Dataset entries:
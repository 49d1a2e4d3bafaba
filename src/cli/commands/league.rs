//! League command: archetype of every team with data for a selection

use super::shared::{CommandContext, check_season, print_json};
use crate::cli::args::{LeagueArgs, OutputFormat};
use crate::cli::render;
use crate::query::league_archetypes;
use anyhow::Result;
use tracing::{info, warn};

pub fn run_league(args: &LeagueArgs, context: &CommandContext) -> Result<()> {
    let dataset = context.store.current();
    let selection = &args.selection;
    check_season(selection.season);

    let entries = league_archetypes(&dataset, selection.season, selection.game_type, &context.config);
    if entries.is_empty() {
        warn!(
            "No teams have {} data for {}",
            selection.game_type, selection.season
        );
    } else {
        info!("Classified {} teams", entries.len());
    }

    match selection.output_format {
        OutputFormat::Human => {
            let title = format!("{} {}", selection.season.label(), selection.game_type);
            println!("{}", render::league(&entries, &title));
        }
        OutputFormat::Json => print_json(&entries)?,
    }
    Ok(())
}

• WHAT YOU NEED TO DO
Copy out all of the records verbatim.

• RESULT FOR THIS EXERCISE
repository 49d1a2e4d3bafaba
filename src/cli/commands/league.rs
//! League command: archetype of every team with data for a selection

use super::shared::{CommandContext, check_season, print_json};
use crate::cli::args::{LeagueArgs, OutputFormat};
use crate::cli::render;
use crate::query::league_archetypes;
use anyhow::Result;
use tracing::{info, warn};

pub fn run_league(args: &LeagueArgs, context: &CommandContext) -> Result<()> {
    let dataset = context.store.current();
    let selection = &args.selection;
    check_season(selection.season);

    let entries = league_archetypes(&dataset, selection.season, selection.game_type, &context.config);
    if entries.is_empty() {
        warn!(
            "No teams have {} data for {}",
            selection.game_type, selection.season
        );
    } else {
        info!("Classified {} teams", entries.len());
    }

    match selection.output_format {
        OutputFormat::Human => {
            let title = format!("{} {}", selection.season.label(), selection.game_type);
            println!("{}", render::league(&entries, &title));
        }
        OutputFormat::Json => print_json(&entries)?,
    }
    Ok(())
}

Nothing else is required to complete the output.